Lo que vale para mí es la escritura, así a secas. Es allí donde intento hablar desde mi pertenencia al país donde nací, pero en consonancia con las tradiciones de las culturas, a las que no he dejado, ni dejaré nunca de pertenecer. Soy un anfibio. Y, hoy, consciente de mi condición, cada vez que me esfuerzo en volver a levantar la torre que sé, felizmente, se derrumbará, me encuentro ocupado en una acción que, para mí, implica volver a decir el mundo, tal y como lo aprendí, es decir, con ese lenguaje, torcido, inestable, desestructurado. Al expresarlo, hoy de un modo muy diferente, estoy reafirmándolo, y con él a la identidad y la memoria. Es la sombra de un hecho: la vida misma. 
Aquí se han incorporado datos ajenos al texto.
use crate::ai::prompts::{
    self, Availability, BusinessModelCanvas, CakeCreation, CakeOfTheMonth, DeliverySlot,
    GeneratedCake, Prompt, QuizAnswers, TasteProfile, Testimonial, WelcomeMessage,
    WelcomeRequest,
};
use crate::ai::{complete_as, AiError, GenerativeModel};
use crate::routes::{error_chain_fmt, MessageBody};
use rocket::http::Status;
use rocket::response::status::Custom;
use rocket::response::Responder;
use rocket::serde::json::Json;
use rocket::{Request, State};
use serde::de::DeserializeOwned;
use std::sync::Arc;

#[derive(serde::Serialize, Debug)]
pub struct PitchResponse {
    pitch: String,
}

#[derive(serde::Serialize, Debug)]
pub struct CanvasResponse {
    canvas: BusinessModelCanvas,
}

#[derive(serde::Serialize, Debug)]
pub struct EstimateResponse {
    estimate: String,
}

#[derive(serde::Serialize, Debug)]
pub struct TestimonialsResponse {
    testimonials: Vec<Testimonial>,
}

#[derive(serde::Serialize, Debug)]
pub struct CakeResponse<T> {
    cake: T,
}

async fn ask<T: DeserializeOwned>(
    model: &State<Arc<dyn GenerativeModel>>,
    prompt: Prompt,
    action: &'static str,
) -> Result<T, AiRouteError> {
    complete_as(model.inner().as_ref(), &prompt.text, prompt.shape.as_ref())
        .await
        .map_err(|source| AiRouteError { action, source })
}

#[tracing::instrument(name = "Generating a taste profile", skip(answers, model))]
#[post("/taste-profile", data = "<answers>")]
pub async fn taste_profile(
    answers: Json<QuizAnswers>,
    model: &State<Arc<dyn GenerativeModel>>,
) -> Result<Json<TasteProfile>, AiRouteError> {
    ask(model, prompts::taste_profile(&answers), "gerar seu perfil de sabor")
        .await
        .map(Json)
}

#[tracing::instrument(
    name = "Checking delivery availability",
    skip(slot, model),
    fields(day = %slot.day, time = %slot.time)
)]
#[post("/check-availability", data = "<slot>")]
pub async fn check_availability(
    slot: Json<DeliverySlot>,
    model: &State<Arc<dyn GenerativeModel>>,
) -> Result<Json<Availability>, AiRouteError> {
    ask(model, prompts::check_availability(&slot), "verificar a disponibilidade")
        .await
        .map(Json)
}

/// Never fails: a canned greeting replaces any model failure.
#[tracing::instrument(name = "Generating a welcome message", skip(details, model))]
#[post("/welcome-message", data = "<details>")]
pub async fn welcome_message(
    details: Json<WelcomeRequest>,
    model: &State<Arc<dyn GenerativeModel>>,
) -> Json<WelcomeMessage> {
    match ask(model, prompts::welcome_message(&details), "gerar sua mensagem").await {
        Ok(message) => Json(message),
        Err(error) => {
            tracing::warn!(error.cause_chain = ?error, "Falling back to the canned welcome");
            Json(WelcomeMessage::fallback())
        }
    }
}

#[tracing::instrument(name = "Generating the investor pitch", skip(model))]
#[get("/investor-pitch")]
pub async fn investor_pitch(
    model: &State<Arc<dyn GenerativeModel>>,
) -> Result<Json<PitchResponse>, AiRouteError> {
    let pitch = ask(model, prompts::investor_pitch(), "gerar o pitch").await?;
    Ok(Json(PitchResponse { pitch }))
}

#[tracing::instrument(name = "Generating the business model canvas", skip(model))]
#[get("/business-model-canvas")]
pub async fn business_model_canvas(
    model: &State<Arc<dyn GenerativeModel>>,
) -> Result<Json<CanvasResponse>, AiRouteError> {
    let canvas = ask(model, prompts::business_model_canvas(), "gerar o canvas").await?;
    Ok(Json(CanvasResponse { canvas }))
}

#[tracing::instrument(name = "Generating the financial estimate", skip(model))]
#[get("/financial-estimate")]
pub async fn financial_estimate(
    model: &State<Arc<dyn GenerativeModel>>,
) -> Result<Json<EstimateResponse>, AiRouteError> {
    let estimate = ask(
        model,
        prompts::financial_estimate(),
        "gerar a estimativa financeira",
    )
    .await?;
    Ok(Json(EstimateResponse { estimate }))
}

#[tracing::instrument(name = "Generating testimonials", skip(model))]
#[get("/testimonials")]
pub async fn testimonials(
    model: &State<Arc<dyn GenerativeModel>>,
) -> Result<Json<TestimonialsResponse>, AiRouteError> {
    let testimonials = ask(model, prompts::testimonials(), "buscar os depoimentos").await?;
    Ok(Json(TestimonialsResponse { testimonials }))
}

#[tracing::instrument(name = "Describing a custom cake", skip(creation, model))]
#[post("/custom-cake-description", data = "<creation>")]
pub async fn custom_cake_description(
    creation: Json<CakeCreation>,
    model: &State<Arc<dyn GenerativeModel>>,
) -> Result<Json<CakeResponse<GeneratedCake>>, AiRouteError> {
    let cake = ask(
        model,
        prompts::custom_cake_description(&creation),
        "criar a descrição do seu bolo",
    )
    .await?;
    Ok(Json(CakeResponse { cake }))
}

#[tracing::instrument(name = "Generating the cake of the month", skip(model))]
#[get("/cake-of-the-month")]
pub async fn cake_of_the_month(
    model: &State<Arc<dyn GenerativeModel>>,
) -> Result<Json<CakeResponse<CakeOfTheMonth>>, AiRouteError> {
    let cake = ask(model, prompts::cake_of_the_month(), "buscar o bolo do mês").await?;
    Ok(Json(CakeResponse { cake }))
}

/// A failed completion, tagged with what the visitor was trying to do.
#[derive(thiserror::Error)]
#[error("Failed to {action}.")]
pub struct AiRouteError {
    action: &'static str,
    #[source]
    source: AiError,
}

impl std::fmt::Debug for AiRouteError {
    fn fmt(&self, f: &mut std::fmt::Formatter<'_>) -> std::fmt::Result {
        error_chain_fmt(self, f)
    }
}

impl AiRouteError {
    fn client_message(&self) -> String {
        match self.source {
            AiError::RateLimited => "A cozinha está muito movimentada agora! \
                Aguarde um instante e tente novamente."
                .to_string(),
            _ => format!(
                "Oops! Tivemos um probleminha na cozinha ao {}. Por favor, tente novamente.",
                self.action
            ),
        }
    }
}

impl<'r> Responder<'r, 'static> for AiRouteError {
    fn respond_to(self, request: &'r Request<'_>) -> rocket::response::Result<'static> {
        tracing::error!("{:?}", self);
        Custom(
            Status::InternalServerError,
            Json(MessageBody::new(self.client_message())),
        )
        .respond_to(request)
    }
}
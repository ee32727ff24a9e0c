//! Synthetic pointer input and display queries via enigo.

use super::error::{ScreenError, ScreenResult};
use enigo::{Button, Coordinate, Direction, Enigo, Mouse, Settings};

/// Pointer driver wrapping one enigo connection.
pub struct PointerDriver {
    enigo: Enigo,
}

impl PointerDriver {
    pub fn new() -> ScreenResult<Self> {
        let enigo = Enigo::new(&Settings::default())
            .map_err(|source| ScreenError::InputUnavailable { source })?;
        Ok(Self { enigo })
    }

    /// Fire-and-forget left click at logical screen coordinates.
    pub fn click(&mut self, x: i32, y: i32) -> ScreenResult<()> {
        self.enigo
            .move_mouse(x, y, Coordinate::Abs)
            .map_err(|source| ScreenError::ClickFailed { x, y, source })?;
        self.enigo
            .button(Button::Left, Direction::Click)
            .map_err(|source| ScreenError::ClickFailed { x, y, source })?;
        Ok(())
    }

    /// Current pointer position in logical screen coordinates.
    pub fn location(&self) -> ScreenResult<(i32, i32)> {
        self.enigo
            .location()
            .map_err(|source| ScreenError::PointerQueryFailed { source })
    }

    /// Logical size of the main display.
    pub fn main_display_size(&self) -> ScreenResult<(u32, u32)> {
        let (w, h) = self
            .enigo
            .main_display()
            .map_err(|source| ScreenError::DisplayQueryFailed { source })?;
        if w <= 0 || h <= 0 {
            return Err(ScreenError::EmptyDisplay);
        }
        Ok((w as u32, h as u32))
    }
}
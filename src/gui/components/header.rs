// gui/components/header.rs
use dioxus::prelude::*;

#[derive(Props, PartialEq, Clone)]
pub struct HeaderProps {
    pub on_drag: EventHandler<MouseEvent>,
}

#[component]
pub fn Header(props: HeaderProps) -> Element {
    rsx! {
        div { style: "background: rgba(255,255,255,0.08); padding:6px 10px; border-radius:10px; display:flex; align-items:center; gap:8px; border:1px solid rgba(255,255,255,0.15);",
            h1 { style: "font-size:1.05em; margin:0; font-weight:600; flex:1; cursor:grab; text-shadow:1px 1px 2px rgba(0,0,0,0.35);",
                onmousedown: move |e| props.on_drag.call(e), "🖱️ Skip Clicker" }
            button { style: "background: linear-gradient(135deg,#ff4d4d,#d63333); color:#fff; border:1px solid rgba(255,255,255,0.35); padding:3px 8px; border-radius:5px; font-size:0.65em; cursor:pointer; font-weight:600;",
                onclick: move |_| { std::thread::spawn(|| std::process::exit(0)); }, "✖ Close" }
        }
    }
}
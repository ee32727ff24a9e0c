// Communication channels between the worker and the presentation layer
use super::types::{AutomationCommand, AutomationEvent};
use tokio::sync::mpsc;

/// Helper function to create the command and status channels
pub fn create_automation_channels() -> (
    mpsc::Sender<AutomationCommand>,
    mpsc::Receiver<AutomationCommand>,
    mpsc::Sender<AutomationEvent>,
    mpsc::Receiver<AutomationEvent>,
) {
    let (cmd_tx, cmd_rx) = mpsc::channel(32);
    let (event_tx, event_rx) = mpsc::channel(32);
    (cmd_tx, cmd_rx, event_tx, event_rx)
}
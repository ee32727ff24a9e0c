//! Full-screen capture via xcap.

use super::error::{ScreenError, ScreenResult};
use image::GrayImage;
use xcap::Monitor;

/// One captured screen frame, already converted to grayscale.
///
/// Dimensions are capture pixels, which exceed logical screen units on
/// high-density displays.
pub struct Frame {
    pub gray: GrayImage,
}

impl Frame {
    pub fn width(&self) -> u32 {
        self.gray.width()
    }

    pub fn height(&self) -> u32 {
        self.gray.height()
    }
}

/// Capture the primary monitor as a grayscale frame.
///
/// xcap captures per-monitor, so a union of all displays is not available;
/// the primary display is the capture target.
pub fn capture_primary() -> ScreenResult<Frame> {
    let monitor = primary_monitor()?;
    let rgba = monitor
        .capture_image()
        .map_err(|source| ScreenError::CaptureFailed { source })?;

    let gray = image::DynamicImage::ImageRgba8(rgba).to_luma8();
    Ok(Frame { gray })
}

fn primary_monitor() -> ScreenResult<Monitor> {
    let monitors =
        Monitor::all().map_err(|source| ScreenError::MonitorEnumerationFailed { source })?;

    let mut fallback = None;
    for monitor in monitors {
        match monitor.is_primary() {
            Ok(true) => return Ok(monitor),
            Ok(false) => {
                if fallback.is_none() {
                    fallback = Some(monitor);
                }
            }
            Err(e) => {
                log::debug!("Monitor primary query failed, skipping: {e}");
            }
        }
    }

    fallback.ok_or(ScreenError::NoPrimaryMonitor)
}
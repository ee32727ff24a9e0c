// Click automation module
// Run/stop state machine, template matching, and coordinate mapping for
// the background worker that finds and clicks the reference button.

pub mod channels;
pub mod fsm;
pub mod mapping;
pub mod match_image;
pub mod types;

#[cfg(test)]
mod tests;

// Re-export the main types and functions for easy access
pub use channels::create_automation_channels;
pub use fsm::ClickAutomation;
pub use mapping::LogicalPoint;
pub use match_image::{BestMatch, ButtonMatcher, MatchConfig, Template};
pub use types::{AutomationCommand, AutomationEvent, RunState, StepOutcome};
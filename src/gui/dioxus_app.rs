use crate::automation::{AutomationCommand, RunState};
use crate::gui::components::{header::Header, status_panel::StatusPanel};
use crate::gui::hooks::use_automation_loop;
use dioxus::prelude::*;
use std::path::Path;
use tokio::sync::mpsc;

/// Environment key carrying the template path from the CLI into the GUI.
pub const TEMPLATE_PATH_ENV: &str = "SKIP_CLICKER_TEMPLATE";

pub fn run_gui() {
    use dioxus::desktop::{Config, WindowBuilder};
    let enable_borderless = true; // borderless window
    let config = Config::new().with_window(
        WindowBuilder::new()
            .with_title("Skip Clicker")
            .with_decorations(!enable_borderless)
            .with_resizable(false)
            .with_inner_size(dioxus::desktop::LogicalSize::new(320, 300)),
    );
    dioxus::LaunchBuilder::desktop()
        .with_cfg(config)
        .launch(App);
}

#[component]
fn App() -> Element {
    use dioxus::desktop::use_window; // access desktop window for dragging
    let desktop = use_window();

    let template_path = use_hook(|| {
        std::env::var(TEMPLATE_PATH_ENV).unwrap_or_else(|_| "skip_button.png".to_string())
    });
    // Checked once at startup, like the rest of template loading
    let template_found = use_hook(|| Path::new(&template_path).exists());

    let command_tx = use_signal(|| None::<mpsc::Sender<AutomationCommand>>);
    let run_state = use_signal(|| RunState::Stopped);
    let status_text = use_signal(String::new);
    let clicks = use_signal(|| 0u64);
    let last_error = use_signal(|| None::<String>);

    use_automation_loop(
        template_path.clone(),
        command_tx,
        run_state,
        status_text,
        clicks,
        last_error,
    );

    let running = *run_state.read() == RunState::Running;
    let toggle_label = if running { "Stop" } else { "Start" };
    let toggle_style = if running {
        "background:linear-gradient(45deg,#dc3545,#e74c3c); color:white; padding:10px 0; border:none; border-radius:8px; cursor:pointer; font-size:1em; font-weight:bold;"
    } else {
        "background:linear-gradient(45deg,#22c55e,#16a34a); color:white; padding:10px 0; border:none; border-radius:8px; cursor:pointer; font-size:1em; font-weight:bold;"
    };

    let on_toggle = move |_: MouseEvent| {
        let Some(tx) = command_tx.read().clone() else {
            return;
        };
        let command = if running {
            AutomationCommand::Stop
        } else {
            AutomationCommand::Start
        };
        spawn(async move {
            let _ = tx.send(command).await;
        });
    };

    rsx! {
        div { style: "height:97vh; display:flex; flex-direction:column; gap:10px; padding:12px; background:linear-gradient(135deg,#667eea 0%,#764ba2 100%); color:white; border:1px solid rgba(255,255,255,0.25); box-sizing:content-box;",
            Header { on_drag: move |_| { let _ = desktop.window.drag_window(); } }
            StatusPanel {
                run_state: *run_state.read(),
                status_text: status_text.read().clone(),
                clicks: *clicks.read(),
            }
            button { style: "{toggle_style}", disabled: !template_found, onclick: on_toggle, "{toggle_label}" }
            if !template_found {
                p { style: "color:#ff6262; font-size:0.8em; text-align:center; margin:0;",
                    "'{template_path}' not found! Crop the button tightly and save it next to the app."
                }
            }
            if let Some(error) = last_error.read().clone() {
                p { style: "color:#ffd857; font-size:0.8em; text-align:center; margin:0;", "{error}" }
            }
            p { style: "color:rgba(255,255,255,0.6); font-size:0.7em; text-align:center; margin:0;",
                "Move mouse to top-left corner to emergency stop"
            }
            div { style: "margin-top:auto; text-align:left; font-size:0.65em; opacity:0.75; letter-spacing:0.5px;", "Built with Rust 🦀 and Dioxus ⚛️" }
        }
    }
}
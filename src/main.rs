use skip_clicker::args::{Args, Mode};
use skip_clicker::automation::{
    AutomationCommand, AutomationEvent, ButtonMatcher, ClickAutomation, MatchConfig,
    create_automation_channels,
};
use skip_clicker::gui::dioxus_app::{TEMPLATE_PATH_ENV, run_gui};
use skip_clicker::screen::DesktopScreen;
use tokio::time::{Duration, sleep};

fn main() {
    let Some(args) = Args::parse() else {
        return;
    };

    let mut logger = env_logger::Builder::from_default_env();
    if args.debug_mode {
        logger.filter_level(log::LevelFilter::Debug);
    }
    logger.init();

    match args.mode {
        Mode::Gui => {
            println!("🚀 Launching Skip Clicker (template: '{}')...", args.template_path);
            unsafe {
                std::env::set_var(TEMPLATE_PATH_ENV, &args.template_path);
            }
            run_gui();
        }
        Mode::Headless => {
            let rt = match tokio::runtime::Runtime::new() {
                Ok(rt) => rt,
                Err(e) => {
                    eprintln!("❌ Failed to start the async runtime: {e}");
                    return;
                }
            };
            rt.block_on(run_headless(args));
        }
    }
}

async fn run_headless(args: Args) {
    let backend = match DesktopScreen::new() {
        Ok(backend) => Box::new(backend),
        Err(e) => {
            eprintln!("❌ Input driver unavailable: {e}");
            return;
        }
    };

    let matcher = ButtonMatcher::from_file(&args.template_path, MatchConfig::default());
    if !matcher.is_ready() {
        eprintln!(
            "❌ Template image '{}' not found - nothing to detect",
            args.template_path
        );
        eprintln!("   Crop the button tightly, save it as a PNG, and pass --template=PATH");
        return;
    }

    let (cmd_tx, cmd_rx, event_tx, mut event_rx) = create_automation_channels();
    let mut automation = ClickAutomation::new(backend, matcher, cmd_rx, event_tx);
    let worker = tokio::spawn(async move { automation.run().await });

    if cmd_tx.send(AutomationCommand::Start).await.is_err() {
        eprintln!("❌ Automation worker ended before starting");
        return;
    }

    println!(
        "🔍 Scanning for '{}' (Ctrl+C to stop, pointer to top-left corner for emergency stop)",
        args.template_path
    );

    let deadline = async {
        match args.timeout_secs {
            Some(secs) => sleep(Duration::from_secs(secs)).await,
            None => std::future::pending::<()>().await,
        }
    };
    tokio::pin!(deadline);

    // Print status transitions only; "Scanning..." repeats every poll and
    // would flood the terminal
    let mut last_status = (String::new(), 0u64);
    loop {
        tokio::select! {
            _ = &mut deadline => {
                println!("⏱️ Timeout reached, stopping");
                break;
            }
            _ = tokio::signal::ctrl_c() => {
                println!();
                break;
            }
            event = event_rx.recv() => match event {
                Some(AutomationEvent::Status { text, clicks }) => {
                    let status = (text, clicks);
                    if !status.0.is_empty() && status != last_status {
                        println!("{} [clicks: {}]", status.0, status.1);
                    }
                    last_status = status;
                }
                Some(AutomationEvent::StateChanged(state)) => {
                    log::debug!("Automation state is now {state:?}");
                }
                Some(AutomationEvent::Error(message)) => {
                    eprintln!("❌ {message}");
                    break;
                }
                Some(AutomationEvent::StopRequested) => {
                    println!("🛑 Emergency stop");
                    break;
                }
                None => break,
            }
        }
    }

    let _ = cmd_tx.send(AutomationCommand::Shutdown).await;
    let _ = worker.await;
}
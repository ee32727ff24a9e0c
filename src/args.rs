use std::env;

#[derive(Debug, Clone)]
pub enum Mode {
    Gui,
    Headless,
}

#[derive(Debug)]
pub struct Args {
    pub mode: Mode,
    pub template_path: String,
    pub debug_mode: bool,
    pub timeout_secs: Option<u64>,
}

impl Args {
    pub fn parse() -> Option<Self> {
        let args: Vec<String> = env::args().collect();

        let mut mode: Option<Mode> = None;
        let mut template_path = "skip_button.png".to_string();
        let mut debug_mode = false;
        let mut timeout_secs: Option<u64> = None;

        for arg in args.iter().skip(1) {
            if arg == "--help" || arg == "-h" {
                print_help();
                return None;
            } else if arg == "--version" || arg == "-v" {
                println!("Skip Clicker v{}", env!("APP_VERSION_DISPLAY"));
                return None;
            } else if arg == "--debug" {
                debug_mode = true;
            } else if arg == "--gui" {
                mode = Some(Mode::Gui);
            } else if arg == "--headless" {
                mode = Some(Mode::Headless);
            } else if let Some(val) = arg.strip_prefix("--template=") {
                if val.is_empty() {
                    eprintln!("❌ --template= needs a file path");
                    return None;
                }
                template_path = val.to_string();
            } else if let Some(val) = arg.strip_prefix("--timeout=") {
                match val.parse::<u64>() {
                    Ok(secs) => timeout_secs = Some(secs),
                    Err(_) => {
                        eprintln!("❌ Invalid timeout value: {}", val);
                        return None;
                    }
                }
            } else {
                eprintln!("❌ Unknown argument: {}", arg);
                print_help();
                return None;
            }
        }

        Some(Args {
            mode: mode.unwrap_or(Mode::Gui),
            template_path,
            debug_mode,
            timeout_secs,
        })
    }
}

fn print_help() {
    println!("🖱️ Skip Clicker");
    println!();
    println!("Finds a reference button image on screen and clicks it until stopped.");
    println!();
    println!("USAGE:");
    println!("    skip-clicker [FLAGS]");
    println!();
    println!("FLAGS:");
    println!("    (no flags)          Launch GUI interface");
    println!("    --gui               Launch GUI interface");
    println!("    --headless          Run in the terminal without a window");
    println!("    --template=PATH     Reference button image (default: skip_button.png)");
    println!("    --debug             Enable debug output for automation");
    println!("    --timeout=N         Headless mode: auto-exit after N seconds");
    println!("    --help, -h          Show this help message");
    println!("    --version, -v       Show version information");
    println!();
    println!("EXAMPLES:");
    println!("    skip-clicker --gui");
    println!("    skip-clicker --headless --template=my_button.png");
    println!("    skip-clicker --headless --timeout=120 --debug");
}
Aún conservo la edición de La Divina Comedia. Pero esto ya no tiene mucha importancia. Luego de muchos años, puedo decir que pertenezco, lo sé cada vez que escucho a Ludy, o simplemente la contemplo, casi distraídamente sin que ella se dé cuenta, o también, por qué no, cuando discutimos, y luego, hablando a solas conmigo, me repito en silencio: hoy tengo un hogar.



[1] En el año 1913, el arqueólogo Robert Koldewey encontró los vestigios de una estructura en la ciudad de Babilonia que él identificó como la torre de Babel. Lo curioso es que esta torre –de allí que la vincule con el acto de la escritura- fue destruida y reconstruida en numerosas ocasiones. La destruyeron los asirios y los arameos. Y fue reconstruida por los príncipes caldeos. En suma, las utopías –y aquella Torre lo fue- son, finalmente, sólo un tránsito.